_Exercise goal:_
Please print, word for word, every line from the one that contains "let mut overlay = TextOverlay::default();" through the last line of the records, and nothing else.

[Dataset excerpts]
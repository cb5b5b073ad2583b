#![allow(clippy::float_cmp)]

use super::*;

#[test]
fn default_overlay_matches_customizer_defaults() {
    let overlay = TextOverlay::default();
    assert_eq!(overlay.text, "Your Text Here");
    assert_eq!(overlay.position(), Point::new(100.0, 100.0));
    assert_eq!(overlay.size, 24.0);
    assert_eq!(overlay.color, "#000000");
}

#[test]
fn display_text_falls_back_to_placeholder_when_empty() {
    let overlay = TextOverlay { text: String::new(), ..TextOverlay::default() };
    assert_eq!(overlay.display_text(), "Your Text Here");
}

#[test]
fn display_text_uses_user_text_when_present() {
    let overlay = TextOverlay { text: "Hello".to_owned(), ..TextOverlay::default() };
    assert_eq!(overlay.display_text(), "Hello");
}

#[test]
fn font_formats_integral_sizes_without_fraction() {
    let overlay = TextOverlay { size: 36.0, ..TextOverlay::default() };
    assert_eq!(overlay.font(), "36px Arial");
}

#[test]
fn set_position_replaces_anchor() {
    let mut overlay = TextOverlay::default();
    overlay.set_position(Point::new(250.0, 320.0));
    assert_eq!(overlay.x, 250.0);
    assert_eq!(overlay.y, 320.0);
}

#[test]
fn overlay_deserializes_from_json() {
    let overlay: TextOverlay = serde_json::from_value(serde_json::json!({
        "text": "Merch",
        "x": 150.0,
        "y": 210.0,
        "size": 30.0,
        "color": "#ff0000",
    }))
    .unwrap();
    assert_eq!(overlay.display_text(), "Merch");
    assert_eq!(overlay.position(), Point::new(150.0, 210.0));
}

_Response area:_
    let mut overlay = TextOverlay::default();
    overlay.set_position(Point::new(250.0, 320.0));
    assert_eq!(overlay.x, 250.0);
    assert_eq!(overlay.y, 320.0);
}

#[test]
fn overlay_deserializes_from_json() {
    let overlay: TextOverlay = serde_json::from_value(serde_json::json!({
        "text": "Merch",
        "x": 150.0,
        "y": 210.0,
        "size": 30.0,
        "color": "#ff0000",
    }))
    .unwrap();
    assert_eq!(overlay.display_text(), "Merch");
    assert_eq!(overlay.position(), Point::new(150.0, 210.0));
}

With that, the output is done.